● **EXERCISE DESCRIPTION**
Your answer is the line containing "session bound, skipping" plus every line after it to the end of the data below, transcribed exactly and with nothing else.

╭──

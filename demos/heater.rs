//! # Demo: heater
//!
//! A simulated heater that publishes temperature readings through a cloud
//! session kept alive by a [`DependencyBinder`], while a [`LogListener`]
//! observes the data-service events.
//!
//! Shows how to:
//! - Read component options out of a [`Properties`] bag with defaults.
//! - Register a connection in the [`ServiceDirectory`] and let the binder
//!   build/rebuild the [`CloudSession`] as the connection appears, is
//!   replaced, and goes away.
//! - Publish periodic readings with metric metadata.
//!
//! ## Flow
//! ```text
//! Properties ──► HeaterOptions
//! SimCloud ──► directory.register("cloud.primary") ──► binder ──► CloudSession
//! every publish.rate seconds:
//!     temperature step toward set point ──► Payload ──► session.publish()
//!          └─► SimCloud notifies message_published / message_confirmed
//! tick 5: directory.update() ──► binder tears down and rebuilds the session
//! tick 8: options change cloud.service.name ──► binder.watch() rebinds to
//!         the backup connection
//! end:    directory.deregister() ──► binder unbinds; shutdown releases all
//! ```
//!
//! ## Run
//! ```bash
//! RUST_LOG=info cargo run --example heater --features logging
//! ```

use std::sync::atomic::{AtomicBool, AtomicU32, Ordering};
use std::sync::Arc;
use std::time::Duration;

use async_trait::async_trait;
use rand::Rng;

use edgelink::{
    CloudConnection, CloudSessionFactory, DataServiceNotifier, DependencyBinder, LogListener,
    MetricValue, Payload, Properties, PropertyValue, ServiceDirectory, ServiceFilter,
    TransportError,
};

const MODE_PROGRAM: &str = "Program";
const MODE_MANUAL: &str = "Manual";
const MODE_VACATION: &str = "Vacation";
const VACATION_SET_POINT: f64 = 6.0;

/// Typed view over the heater's property bag.
struct HeaterOptions {
    properties: Properties,
}

impl HeaterOptions {
    fn new(properties: Properties) -> Self {
        Self { properties }
    }

    fn cloud_service_name(&self) -> &str {
        self.properties.get_str("cloud.service.name", "cloud.primary")
    }

    fn app_id(&self) -> &str {
        self.properties.get_str("app.id", "heater")
    }

    fn publish_rate(&self) -> Duration {
        Duration::from_secs(self.properties.get_i64("publish.rate", 1).max(1) as u64)
    }

    fn publish_topic(&self) -> &str {
        self.properties.get_str("publish.topic", "data")
    }

    fn publish_qos(&self) -> i32 {
        self.properties.get_i64("publish.qos", 0) as i32
    }

    fn publish_retain(&self) -> bool {
        self.properties.get_bool("publish.retain", false)
    }

    fn mode(&self) -> &str {
        self.properties.get_str("mode", MODE_PROGRAM)
    }

    fn program_set_point(&self) -> f64 {
        self.properties.get_f64("program.setPoint", 20.5)
    }

    fn manual_set_point(&self) -> f64 {
        self.properties.get_f64("manual.setPoint", 15.0)
    }

    fn temperature_initial(&self) -> f64 {
        self.properties.get_f64("temperature.initial", 10.0)
    }

    fn temperature_increment(&self) -> f64 {
        self.properties.get_f64("temperature.increment", 0.25)
    }

    fn active_set_point(&self) -> f64 {
        match self.mode() {
            MODE_MANUAL => self.manual_set_point(),
            MODE_VACATION => VACATION_SET_POINT,
            _ => self.program_set_point(),
        }
    }
}

/// Simulated cloud connection: accepts every publish while "connected" and
/// reports it through the data-service notifier.
struct SimCloud {
    label: &'static str,
    connected: AtomicBool,
    next_id: AtomicU32,
    notifier: Arc<DataServiceNotifier>,
}

impl SimCloud {
    fn new(label: &'static str, notifier: Arc<DataServiceNotifier>) -> Arc<Self> {
        Arc::new(Self {
            label,
            connected: AtomicBool::new(true),
            next_id: AtomicU32::new(0),
            notifier,
        })
    }
}

#[async_trait]
impl CloudConnection for SimCloud {
    async fn publish(
        &self,
        topic: &str,
        payload: Payload,
        _qos: i32,
        _retain: bool,
    ) -> Result<u32, TransportError> {
        if !self.is_connected() {
            return Err(TransportError::NotConnected);
        }
        let id = self.next_id.fetch_add(1, Ordering::SeqCst) + 1;
        log::info!(
            "[{}] publish #{id} on {topic} ({} metrics)",
            self.label,
            payload.metrics().count()
        );
        self.notifier.notify_message_published(id, topic).await;
        self.notifier.notify_message_confirmed(id, topic).await;
        Ok(id)
    }

    fn is_connected(&self) -> bool {
        self.connected.load(Ordering::SeqCst)
    }
}

/// One simulated reading: step the temperature toward the set point and
/// build the payload the original device publishes.
fn next_reading(temperature: &mut f64, options: &HeaterOptions) -> Payload {
    let increment = options.temperature_increment();
    if *temperature + increment < options.active_set_point() {
        *temperature += increment;
    } else {
        *temperature -= 4.0 * increment;
    }

    let mut rng = rand::thread_rng();
    let error_code = if rng.gen_range(0..5) == 0 {
        rng.gen::<i32>()
    } else {
        0
    };

    Payload::now()
        .with_metric("temperature_internal", MetricValue::F64(*temperature))
        .with_metric("temperature_external", MetricValue::F64(5.0))
        .with_metric("temperature_exhaust", MetricValue::F64(30.0))
        .with_metric("error_code", MetricValue::I32(error_code))
}

#[tokio::main(flavor = "current_thread")]
async fn main() -> anyhow::Result<()> {
    env_logger::init();

    let mut properties = Properties::new();
    properties.insert("publish.rate", PropertyValue::I64(1));
    properties.insert("publish.topic", PropertyValue::Str("data".into()));
    properties.insert("mode", PropertyValue::Str(MODE_PROGRAM.into()));
    properties.insert("program.setPoint", PropertyValue::F64(20.5));
    let mut options = HeaterOptions::new(properties);

    let directory: ServiceDirectory<dyn CloudConnection> = ServiceDirectory::new();
    let notifier = Arc::new(DataServiceNotifier::new());
    notifier.registry().add_explicit(Arc::new(LogListener));

    // keep the session in step with whatever the directory holds under the
    // configured name
    let binder = DependencyBinder::new(CloudSessionFactory::new(options.app_id()));
    Arc::clone(&binder)
        .watch(&directory, &ServiceFilter::name(options.cloud_service_name()))
        .await?;

    let primary = SimCloud::new("primary", Arc::clone(&notifier));
    let handle = directory
        .register(options.cloud_service_name(), primary.clone())
        .expect("directory is open");
    directory
        .register("cloud.backup", SimCloud::new("backup", Arc::clone(&notifier)))
        .expect("directory is open");
    notifier.notify_connection_established().await;

    let mut temperature = options.temperature_initial();
    let mut ticker = tokio::time::interval(options.publish_rate());

    for tick in 0..10u32 {
        ticker.tick().await;

        // halfway through, the connection is replaced: the binder tears the
        // session down and rebuilds it against the new instance
        if tick == 5 {
            log::info!("replacing cloud connection");
            notifier.notify_disconnecting().await;
            notifier.notify_disconnected().await;
            let replacement = SimCloud::new("replacement", Arc::clone(&notifier));
            directory.update(handle, replacement);
            notifier.notify_connection_established().await;
        }

        // a configuration update points at the backup connection: re-read
        // the options and rebind the watch against the new filter target
        if tick == 8 {
            log::info!("configuration update: switching to cloud.backup");
            let mut updated = Properties::new();
            updated.insert("cloud.service.name", PropertyValue::Str("cloud.backup".into()));
            updated.insert("publish.rate", PropertyValue::I64(1));
            options = HeaterOptions::new(updated);
            Arc::clone(&binder)
                .watch(&directory, &ServiceFilter::name(options.cloud_service_name()))
                .await?;
        }

        let payload = next_reading(&mut temperature, &options);
        match binder.current_session().await {
            Some(session) => {
                if let Err(err) = session
                    .publish(
                        options.publish_topic(),
                        payload,
                        options.publish_qos(),
                        options.publish_retain(),
                    )
                    .await
                {
                    log::error!("cannot publish on {}: {err}", options.publish_topic());
                }
            }
            None => log::warn!("no session bound, skipping reading"),
        }
    }

    // the original connection goes away; the binder (now on the backup) is
    // released by its own shutdown
    directory.deregister(handle);
    notifier
        .notify_connection_lost(&TransportError::LinkDown {
            reason: "simulated shutdown".into(),
        })
        .await;

    binder.shutdown().await;
    notifier.close();
    directory.close();
    Ok(())
}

╰──

● **TASK RESPONSE**
            None => log::warn!("no session bound, skipping reading"),
        }
    }

    // the original connection goes away; the binder (now on the backup) is
    // released by its own shutdown
    directory.deregister(handle);
    notifier
        .notify_connection_lost(&TransportError::LinkDown {
            reason: "simulated shutdown".into(),
        })
        .await;

    binder.shutdown().await;
    notifier.close();
    directory.close();
    Ok(())
}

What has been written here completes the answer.